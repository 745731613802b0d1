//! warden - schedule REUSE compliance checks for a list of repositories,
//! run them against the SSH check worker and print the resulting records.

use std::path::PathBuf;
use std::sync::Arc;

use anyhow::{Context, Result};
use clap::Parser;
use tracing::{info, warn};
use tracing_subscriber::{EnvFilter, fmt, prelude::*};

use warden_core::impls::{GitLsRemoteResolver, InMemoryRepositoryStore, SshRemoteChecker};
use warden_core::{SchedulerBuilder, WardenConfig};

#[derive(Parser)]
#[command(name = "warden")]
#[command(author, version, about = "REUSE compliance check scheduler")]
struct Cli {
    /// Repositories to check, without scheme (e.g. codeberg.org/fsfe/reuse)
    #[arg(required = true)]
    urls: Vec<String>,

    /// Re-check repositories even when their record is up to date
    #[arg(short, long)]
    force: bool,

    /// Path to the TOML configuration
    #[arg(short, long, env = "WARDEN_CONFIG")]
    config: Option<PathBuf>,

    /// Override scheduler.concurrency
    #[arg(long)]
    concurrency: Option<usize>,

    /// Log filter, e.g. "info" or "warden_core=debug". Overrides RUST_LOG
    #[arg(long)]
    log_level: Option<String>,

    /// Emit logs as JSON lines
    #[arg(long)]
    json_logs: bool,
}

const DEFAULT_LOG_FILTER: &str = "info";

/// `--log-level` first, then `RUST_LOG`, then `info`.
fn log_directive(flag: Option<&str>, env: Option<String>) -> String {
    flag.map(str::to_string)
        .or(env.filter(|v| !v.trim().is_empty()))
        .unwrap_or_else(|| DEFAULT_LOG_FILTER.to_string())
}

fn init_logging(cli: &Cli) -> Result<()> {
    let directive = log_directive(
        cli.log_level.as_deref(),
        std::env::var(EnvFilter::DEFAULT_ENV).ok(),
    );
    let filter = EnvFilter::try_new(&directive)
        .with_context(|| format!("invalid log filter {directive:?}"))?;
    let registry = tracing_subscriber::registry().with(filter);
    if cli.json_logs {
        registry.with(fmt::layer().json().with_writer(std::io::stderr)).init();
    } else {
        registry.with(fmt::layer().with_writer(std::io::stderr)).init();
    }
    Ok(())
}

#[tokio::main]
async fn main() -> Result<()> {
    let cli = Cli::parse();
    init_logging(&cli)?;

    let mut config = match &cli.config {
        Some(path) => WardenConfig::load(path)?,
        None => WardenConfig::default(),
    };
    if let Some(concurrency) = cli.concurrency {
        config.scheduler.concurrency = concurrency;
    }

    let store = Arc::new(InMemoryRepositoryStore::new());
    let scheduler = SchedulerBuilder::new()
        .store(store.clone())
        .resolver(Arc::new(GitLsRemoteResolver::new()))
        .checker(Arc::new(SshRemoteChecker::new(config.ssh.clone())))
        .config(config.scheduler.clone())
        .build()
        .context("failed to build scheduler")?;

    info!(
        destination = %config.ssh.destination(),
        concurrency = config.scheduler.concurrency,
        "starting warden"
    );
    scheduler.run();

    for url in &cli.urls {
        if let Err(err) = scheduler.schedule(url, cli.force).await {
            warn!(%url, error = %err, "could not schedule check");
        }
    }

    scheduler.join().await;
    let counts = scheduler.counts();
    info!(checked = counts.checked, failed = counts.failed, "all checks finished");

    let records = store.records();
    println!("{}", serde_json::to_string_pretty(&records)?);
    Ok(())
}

········

▸ **What the task asks**
Which lines above include the word "SchedulerBuilder"? Return each one.

▸ **Task response**
use warden_core::{SchedulerBuilder, WardenConfig};
    let scheduler = SchedulerBuilder::new()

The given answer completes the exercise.